Opinión

Carta de un neonato

Fui deseado, buscado y concebido en un hotel de cuatro estrellas. Mis padres, entre risas, paseos por la playa, desayunos con diamantes y románticas puestas de sol le escribieron a la cigüeña una carta lenta, larga, amorosa… sin faltas de ortografía; llevaban practicando desde que se hicieron novios, imaginaos… bueno, mejor no os lo imaginéis. 
 Desde la primera falta se pusieron como niños. Se lo contaron a todos sus amigos, a toda la familia… a mi abuelo; mi abuelo está batallando contra una de esas enfermedades de la que huiría como un cobarde si pudiera: se puso contentísimo.
 Desde el principio mi madre me cuidó: se cuidó de no beber, de no engordar, de llevar una vida saludable; se hizo todo tipo de pruebas, cribados, serologías; me sentía tan bien en su vientre que esperé hasta la semana 41 para nacer.   Pese a tener seguro médico, mis padres habían decidido que yo naciera en el “Álvaro Cunqueiro”, un hospital público. Les habían hablado muy bien de sus instalaciones. Además, hoy en día, el milagro de la vida ya no es una cuestión de fe: con siete mil quinientos millones de personas en el mundo, en una ciudad como Vigo, parir no debiera representar ningún problema…
 Ay, pero no. Y es un “¡ay!” de carne herida. Y no se trata de enfatizar lo negativo. Ni del principio empírico de que todo aquello que pueda salir mal saldrá mal. No. En este caso Murffy fue invocado en un cónclave de hechiceras que danzaron al lado de mi madre hasta que casi comparece la tragedia. 
 Nos mandaran ingresar el sábado, 22 de julio. Nos tuvieran 24 horas en observación. Al parecer, lo deseable es que yo saliera por mi propio advenimiento. Y me parece bien.
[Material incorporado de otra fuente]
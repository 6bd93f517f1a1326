//! Fire-and-forget user notifications, driven from the event processor.
//! Delivery channels (email, push) live behind the [`Notifier`] trait;
//! workflows never await delivery.

use async_trait::async_trait;
use tracing::info;
use uuid::Uuid;

#[async_trait]
pub trait Notifier: Send + Sync {
    async fn notify(&self, user_id: Uuid, message: &str);
}

/// Default notifier: logs the notification and drops it.
pub struct LogNotifier;

#[async_trait]
impl Notifier for LogNotifier {
    async fn notify(&self, user_id: Uuid, message: &str) {
        info!(user_id = %user_id, message = message, "Notification dispatched");
    }
}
Pero el domingo ya le administraron a mi madre un medicamento que le induciría el parto; estuvo todo el día y toda la noche alumbrando, aunque para mí que veía las estrellas. El lunes –cuatro guardias hospitalarias se habían pasado ya el relevo-, aún seguían mareándola: que si incorpórate, que si ponte de costado, que si ya rompiste aguas… y venga tactos; y venga cháchara; y venga peña, demasiada: para parir, como para hacer el amor, se requiere intimidad. 
 Yo quería verlo todo, venía boca arriba, pero esa postura no era la ideal; así que me tenían esperando, monitorizado, a que San Juan bajase el dedo. Y a cada rato le decían a mi madre: uy, que le bajan las pulsaciones al niño, date la vuelta; uy, que le volvieron a bajar, ponte de lado; a ver así, parece que le suben, quédate quieta. Y así. Os juro que me sentía como en esas películas en donde torturan a los detenidos asfixiándolos con chorros de agua… Y claro, se les fue la mano.
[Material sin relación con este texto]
use crate::db::DbPool;
use crate::entities::campaign::Entity as CampaignEntity;
use crate::entities::order::Entity as OrderEntity;
use crate::entities::withdrawal::Entity as WithdrawalEntity;
use crate::services::notifications::Notifier;
use sea_orm::EntityTrait;
use serde::{Deserialize, Serialize};
use std::sync::Arc;
use tokio::sync::mpsc;
use tracing::{error, info, warn};
use uuid::Uuid;

#[derive(Debug, Clone)]
pub struct EventSender {
    sender: mpsc::Sender<Event>,
}

impl EventSender {
    pub fn new(sender: mpsc::Sender<Event>) -> Self {
        Self { sender }
    }

    /// Sends an event asynchronously.
    pub async fn send(&self, event: Event) -> Result<(), String> {
        self.sender
            .send(event)
            .await
            .map_err(|e| format!("Failed to send event: {}", e))
    }
}

// Events emitted by the workflow services. Carried ids are looked up by the
// processor; workflows never block on notification delivery.
#[derive(Debug, Clone, Serialize, Deserialize)]
pub enum Event {
    // Campaign events
    CampaignCreated(Uuid),

    // Order lifecycle events
    OrderCreated(Uuid),
    ReviewSubmitted(Uuid),
    ReviewApproved(Uuid),
    ReviewRejected(Uuid),

    // Wallet events
    WalletToppedUp(Uuid),
    WithdrawalPaid(Uuid),
    WithdrawalRejected(Uuid),
}

/// Processes incoming events and dispatches user notifications.
pub async fn process_events(
    mut rx: mpsc::Receiver<Event>,
    db_pool: Arc<DbPool>,
    notifier: Arc<dyn Notifier>,
) {
    info!("Starting event processing loop");

    while let Some(event) = rx.recv().await {
        info!("Received event: {:?}", event);

        match event {
            Event::CampaignCreated(campaign_id) => {
                notify_campaign_owner(
                    &db_pool,
                    &*notifier,
                    campaign_id,
                    "Your campaign is live and accepting applications",
                )
                .await;
            }
            Event::OrderCreated(order_id) => {
                notify_order_party(
                    &db_pool,
                    &*notifier,
                    order_id,
                    OrderParty::Talent,
                    "Your application was approved; the product is on its way",
                )
                .await;
            }
            Event::ReviewSubmitted(order_id) => {
                notify_order_party(
                    &db_pool,
                    &*notifier,
                    order_id,
                    OrderParty::Founder,
                    "A review was submitted and is waiting for your approval",
                )
                .await;
            }
            Event::ReviewApproved(order_id) => {
                notify_order_party(
                    &db_pool,
                    &*notifier,
                    order_id,
                    OrderParty::Talent,
                    "Your review was approved and your payment has been credited",
                )
                .await;
            }
            Event::ReviewRejected(order_id) => {
                notify_order_party(
                    &db_pool,
                    &*notifier,
                    order_id,
                    OrderParty::Talent,
                    "A revision was requested for your review",
                )
                .await;
            }
            Event::WalletToppedUp(user_id) => {
                notifier
                    .notify(user_id, "Your wallet top-up has been credited")
                    .await;
            }
            Event::WithdrawalPaid(withdrawal_id) => {
                notify_withdrawal_owner(
                    &db_pool,
                    &*notifier,
                    withdrawal_id,
                    "Your withdrawal has been paid out",
                )
                .await;
            }
            Event::WithdrawalRejected(withdrawal_id) => {
                notify_withdrawal_owner(
                    &db_pool,
                    &*notifier,
                    withdrawal_id,
                    "Your withdrawal could not be processed; the funds were returned",
                )
                .await;
            }
        }
    }

    warn!("Event channel closed, stopping event processing loop");
}

enum OrderParty {
    Talent,
    Founder,
}

async fn notify_order_party(
    db_pool: &DbPool,
    notifier: &dyn Notifier,
    order_id: Uuid,
    party: OrderParty,
    message: &str,
) {
    match OrderEntity::find_by_id(order_id).one(db_pool).await {
        Ok(Some(order)) => {
            let user_id = match party {
                OrderParty::Talent => order.talent_id,
                OrderParty::Founder => order.founder_id,
            };
            notifier.notify(user_id, message).await;
        }
        Ok(None) => warn!(order_id = %order_id, "Order for event no longer exists"),
        Err(e) => error!(error = %e, order_id = %order_id, "Failed to load order for event"),
    }
}

async fn notify_campaign_owner(
    db_pool: &DbPool,
    notifier: &dyn Notifier,
    campaign_id: Uuid,
    message: &str,
) {
    match CampaignEntity::find_by_id(campaign_id).one(db_pool).await {
        Ok(Some(campaign)) => notifier.notify(campaign.founder_id, message).await,
        Ok(None) => warn!(campaign_id = %campaign_id, "Campaign for event no longer exists"),
        Err(e) => {
            error!(error = %e, campaign_id = %campaign_id, "Failed to load campaign for event")
        }
    }
}

async fn notify_withdrawal_owner(
    db_pool: &DbPool,
    notifier: &dyn Notifier,
    withdrawal_id: Uuid,
    message: &str,
) {
    match WithdrawalEntity::find_by_id(withdrawal_id).one(db_pool).await {
        Ok(Some(withdrawal)) => notifier.notify(withdrawal.user_id, message).await,
        Ok(None) => warn!(withdrawal_id = %withdrawal_id, "Withdrawal for event no longer exists"),
        Err(e) => {
            error!(error = %e, withdrawal_id = %withdrawal_id, "Failed to load withdrawal for event")
        }
    }
}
 Entonces empezó el correcorre: ¡Bradicardia fetal mantenida, preparen quirófano! Y una matasanos llamando por teléfono a un número que no respondía. Y, ¡venga!, ¡vamos!, ¡rápido! Y mi madre cagada. Y yo acojonado. Perdonad que sea tan escatológico.
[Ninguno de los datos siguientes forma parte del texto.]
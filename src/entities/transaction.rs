use chrono::{DateTime, Utc};
use rust_decimal::Decimal;
use sea_orm::entity::prelude::*;
use serde::{Deserialize, Serialize};
use utoipa::ToSchema;
use uuid::Uuid;

/// Direction of a ledger entry from the owning user's point of view.
#[derive(Debug, Clone, Copy, PartialEq, Eq, EnumIter, DeriveActiveEnum, Serialize, Deserialize, ToSchema)]
#[sea_orm(rs_type = "String", db_type = "String(StringLen::N(8))")]
#[serde(rename_all = "snake_case")]
pub enum EntryType {
    #[sea_orm(string_value = "credit")]
    Credit,
    #[sea_orm(string_value = "debit")]
    Debit,
}

/// Business meaning of a ledger entry. Always tagged explicitly at write
/// time; consumers must never infer the category from the description text.
#[derive(Debug, Clone, Copy, PartialEq, Eq, EnumIter, DeriveActiveEnum, Serialize, Deserialize, ToSchema)]
#[sea_orm(rs_type = "String", db_type = "String(StringLen::N(32))")]
#[serde(rename_all = "snake_case")]
pub enum TransactionCategory {
    /// Credit to the talent for an approved review.
    #[sea_orm(string_value = "talent_payment")]
    TalentPayment,
    /// Debit from the founder covering payout plus admin fee.
    #[sea_orm(string_value = "campaign_payout")]
    CampaignPayout,
    /// Credit to the platform account.
    #[sea_orm(string_value = "admin_fee")]
    AdminFee,
    /// Founder wallet funding; no fee.
    #[sea_orm(string_value = "wallet_topup")]
    WalletTopup,
    /// Gross debit from the talent on a paid withdrawal.
    #[sea_orm(string_value = "withdrawal")]
    Withdrawal,
}

/// Append-only ledger row. Never updated or deleted after insert.
#[derive(Clone, Debug, PartialEq, DeriveEntityModel, Serialize, Deserialize)]
#[sea_orm(table_name = "transactions")]
pub struct Model {
    #[sea_orm(primary_key, auto_increment = false)]
    pub id: Uuid,

    pub user_id: Uuid,
    pub entry_type: EntryType,
    pub category: TransactionCategory,

    /// Always positive; direction comes from `entry_type`.
    pub amount: Decimal,

    pub description: String,
    pub order_id: Option<Uuid>,
    pub withdrawal_id: Option<Uuid>,
    pub created_at: DateTime<Utc>,
}

#[derive(Copy, Clone, Debug, EnumIter, DeriveRelation)]
pub enum Relation {
    #[sea_orm(
        belongs_to = "super::profile::Entity",
        from = "Column::UserId",
        to = "super::profile::Column::Id"
    )]
    Profile,
}

impl Related<super::profile::Entity> for Entity {
    fn to() -> RelationDef {
        Relation::Profile.def()
    }
}

impl ActiveModelBehavior for ActiveModel {}

impl Model {
    /// Amount with its sign applied: credits positive, debits negative.
    pub fn signed_amount(&self) -> Decimal {
        match self.entry_type {
            EntryType::Credit => self.amount,
            EntryType::Debit => -self.amount,
        }
    }
}

#[cfg(test)]
mod tests {
    use super::*;
    use rust_decimal_macros::dec;

    fn row(entry_type: EntryType, amount: Decimal) -> Model {
        Model {
            id: Uuid::new_v4(),
            user_id: Uuid::new_v4(),
            entry_type,
            category: TransactionCategory::TalentPayment,
            amount,
            description: "test".into(),
            order_id: None,
            withdrawal_id: None,
            created_at: Utc::now(),
        }
    }

    #[test]
    fn signed_amount_applies_direction() {
        assert_eq!(row(EntryType::Credit, dec!(100)).signed_amount(), dec!(100));
        assert_eq!(row(EntryType::Debit, dec!(110)).signed_amount(), dec!(-110));
    }

    #[test]
    fn category_serializes_as_snake_case_tag() {
        let json = serde_json::to_value(TransactionCategory::CampaignPayout).unwrap();
        assert_eq!(json, serde_json::json!("campaign_payout"));
        let back: TransactionCategory = serde_json::from_value(json).unwrap();
        assert_eq!(back, TransactionCategory::CampaignPayout);
    }
}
 Total, que nací con apnea, hipotónico, que tuvieron que ponerme ventilación mecánica y fue en torno al minuto de vida que recuperé la frecuencia cardíaca. Los segundos corren, como la sangre. Sufrí muchísimo: intubación endotraqueal, electroencefalogramas, radiografías, cateterismos… Allí tenían de todo. Menos sentido común. Estuve ocho días hospitalizado. Me privaron de abrazar a mi madre que ya se sentía inútil, como su esfuerzo, como su leche. Angustiaron a los míos. Y lo más alucinante, se escudaron en que “siguieron el protocolo”. Menuda panda de malhechoras.